Das Gericht hat der Mutter das alleinige Sorgerecht zuerkannt.

„Zuerkennen“ ist ein trennbares Verb. Im Hauptsatz im Präsens oder Präteritum steht die Vorsilbe „zu“ am Satzende. In Nebensätzen und im Infinitiv bleibt das Verb zusammen.
Das Gericht erkennt ihm ein Schmerzensgeld zu.
Dieses Verb erfordert eine feste Struktur: Die Person, die etwas erhält, steht im Dativ, und die Sache, die zugesprochen wird, steht im Akkusativ. Das Muster ist: jemandem (Dativ) etwas (Akkusativ) zuerkennen.
Man erkannte der Autorin (Dativ) den Nobelpreis (Akkusativ) zu.
In der rechtlichen oder offiziellen Bedeutung wird „zuerkennen“ oft mit Rechten oder Geldbeträgen kombiniert. Häufige Objekte sind „einen Preis“, „ein Recht“, „das Sorgerecht“ oder „Schadensersatz“.
Der Jury war es eine Ehre, ihr den ersten Preis zuzuerkennen.
In der abstrakten Bedeutung des Zusprechens wird das Verb mit Eigenschaften oder Werten verwendet. Typische Objekte sind „einen hohen Wert“, „eine besondere Bedeutung“ oder „eine wichtige Rolle“.
Diesem historischen Ereignis muss man eine große Bedeutung zuerkennen.
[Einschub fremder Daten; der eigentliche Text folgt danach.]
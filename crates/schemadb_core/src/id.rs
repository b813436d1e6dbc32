//! Object identifiers and the identifier-assignment policy.

use crate::error::{DbError, DbResult};
use crate::record::Record;
use crate::schema::{FieldKind, Schema};
use crate::value::FieldValue;
use schemadb_kv::NamespaceWrite;
use serde::{Serialize, Serializer};
use std::fmt;
use std::hash::{Hash, Hasher};

/// Upper bound for auto-assigned integer identifiers.
///
/// Inverted-sequence kinds assign `MAX_ID - seq` so newer records sort
/// toward the front of iteration order.
pub const MAX_ID: i64 = 2_147_483_647;

/// A record identifier: either an integer or a text string.
///
/// Integer identifiers render as fixed-width ten-digit zero-padded
/// decimal strings so byte-lexicographic key order matches numeric
/// order; text identifiers render verbatim. Equality and hashing
/// operate on the encoded bytes.
#[derive(Debug, Clone)]
pub enum ObjectId {
    /// Integer identifier.
    Int(i64),
    /// Text identifier.
    Text(String),
}

impl ObjectId {
    /// Returns the canonical key encoding of this identifier.
    #[must_use]
    pub fn to_bytes(&self) -> Vec<u8> {
        match self {
            Self::Int(n) => format!("{n:010}").into_bytes(),
            Self::Text(s) => s.clone().into_bytes(),
        }
    }
}

impl PartialEq for ObjectId {
    fn eq(&self, other: &Self) -> bool {
        self.to_bytes() == other.to_bytes()
    }
}

impl Eq for ObjectId {}

impl Hash for ObjectId {
    fn hash<H: Hasher>(&self, state: &mut H) {
        self.to_bytes().hash(state);
    }
}

impl fmt::Display for ObjectId {
    fn fmt(&self, f: &mut fmt::Formatter<'_>) -> fmt::Result {
        match self {
            Self::Int(n) => write!(f, "{n}"),
            Self::Text(s) => write!(f, "{s}"),
        }
    }
}

impl Serialize for ObjectId {
    fn serialize<S: Serializer>(&self, serializer: S) -> Result<S::Ok, S::Error> {
        match self {
            Self::Int(n) => serializer.serialize_i64(*n),
            Self::Text(s) => serializer.serialize_str(s),
        }
    }
}

impl From<i64> for ObjectId {
    fn from(n: i64) -> Self {
        Self::Int(n)
    }
}

impl From<&str> for ObjectId {
    fn from(s: &str) -> Self {
        Self::Text(s.to_string())
    }
}

impl From<String> for ObjectId {
    fn from(s: String) -> Self {
        Self::Text(s)
    }
}

/// Assigns or validates the identifier for a record being created.
///
/// Auto-assigned identifiers come from the namespace's sequence and are
/// written back into the record's primary field when it has one.
pub(crate) fn assign_id<T: Record>(
    record: &mut T,
    ns: &mut dyn NamespaceWrite,
) -> DbResult<ObjectId> {
    let schema = T::schema();

    let Some(primary) = schema.primary else {
        return Ok(ObjectId::Int(next_id(ns, schema)?));
    };

    let spec = schema
        .field(primary)
        .ok_or_else(|| DbError::unsupported_identifier(primary))?;

    match spec.kind {
        FieldKind::Int => match record.field(primary) {
            Some(FieldValue::Int(n)) if n != 0 => Ok(ObjectId::Int(n)),
            Some(FieldValue::Int(_)) | Some(FieldValue::Null) | None => {
                let id = next_id(ns, schema)?;
                record.set_field(primary, FieldValue::Int(id));
                Ok(ObjectId::Int(id))
            }
            Some(_) => Err(DbError::schema_mismatch(format!(
                "primary field {primary} is declared Int but holds another shape"
            ))),
        },
        FieldKind::Text => match record.field(primary) {
            Some(FieldValue::Text(s)) if !s.is_empty() => Ok(ObjectId::Text(s)),
            Some(FieldValue::Text(_)) | Some(FieldValue::Null) | None => Err(
                DbError::invalid_identifier("identifier can not be an empty string"),
            ),
            Some(_) => Err(DbError::schema_mismatch(format!(
                "primary field {primary} is declared Text but holds another shape"
            ))),
        },
        _ => Err(DbError::unsupported_identifier(primary)),
    }
}

/// Reads the identifier out of an existing record, for update/delete.
pub(crate) fn primary_id<T: Record>(record: &T) -> DbResult<ObjectId> {
    let schema = T::schema();

    let Some(primary) = schema.primary else {
        return Err(DbError::unsupported_identifier(format!(
            "{} has no primary field",
            schema.namespace
        )));
    };

    let spec = schema
        .field(primary)
        .ok_or_else(|| DbError::unsupported_identifier(primary))?;

    match spec.kind {
        FieldKind::Int => match record.field(primary) {
            Some(FieldValue::Int(n)) => Ok(ObjectId::Int(n)),
            _ => Ok(ObjectId::Int(0)),
        },
        FieldKind::Text => match record.field(primary) {
            Some(FieldValue::Text(s)) => Ok(ObjectId::Text(s)),
            _ => Err(DbError::invalid_identifier(
                "identifier can not be an empty string",
            )),
        },
        _ => Err(DbError::unsupported_identifier(primary)),
    }
}

fn next_id(ns: &mut dyn NamespaceWrite, schema: &Schema) -> DbResult<i64> {
    let seq = ns.next_sequence()? as i64;
    Ok(if schema.inverted_sequence {
        MAX_ID - seq
    } else {
        seq
    })
}

#[cfg(test)]
mod tests {
    use super::*;

    #[test]
    fn int_encoding_is_fixed_width() {
        assert_eq!(ObjectId::Int(1).to_bytes(), b"0000000001");
        assert_eq!(ObjectId::Int(2_147_483_647).to_bytes(), b"2147483647");
    }

    #[test]
    fn text_encoding_is_verbatim() {
        assert_eq!(ObjectId::Text("token-a".into()).to_bytes(), b"token-a");
    }

    #[test]
    fn fixed_width_preserves_numeric_order() {
        let ids = [1i64, 9, 10, 99, 100, 1000];
        let mut keys: Vec<Vec<u8>> = ids.iter().map(|n| ObjectId::Int(*n).to_bytes()).collect();
        let sorted = keys.clone();
        keys.sort();
        assert_eq!(keys, sorted);
    }

    #[test]
    fn equality_is_byte_level() {
        assert_eq!(ObjectId::Int(5), ObjectId::Text("0000000005".into()));
        assert_ne!(ObjectId::Int(5), ObjectId::Int(6));
    }

    #[test]
    fn display() {
        assert_eq!(ObjectId::Int(5).to_string(), "5");
        assert_eq!(ObjectId::Text("abc".into()).to_string(), "abc");
    }
}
„anerkennen“ und „zuerkennen“ liegen nah beieinander, weil beide etwas mit offizieller Bewertung oder Zustimmung zu tun haben können. „Anerkennen“ bedeutet, dass man etwas als gültig akzeptiert oder den Wert einer Leistung sieht. „Zuerkennen“ bedeutet stärker, dass jemandem etwas zugesprochen wird, zum Beispiel ein Recht, ein Preis oder Geld. Es kann auch heißen, dass man jemandem eine Eigenschaft zuschreibt. Verwechseln kann man die Wörter besonders in offiziellen Situationen. Merke: Man erkennt etwas an, wenn man es akzeptiert; man erkennt jemandem etwas zu, wenn man es ihm zuspricht oder gewährt.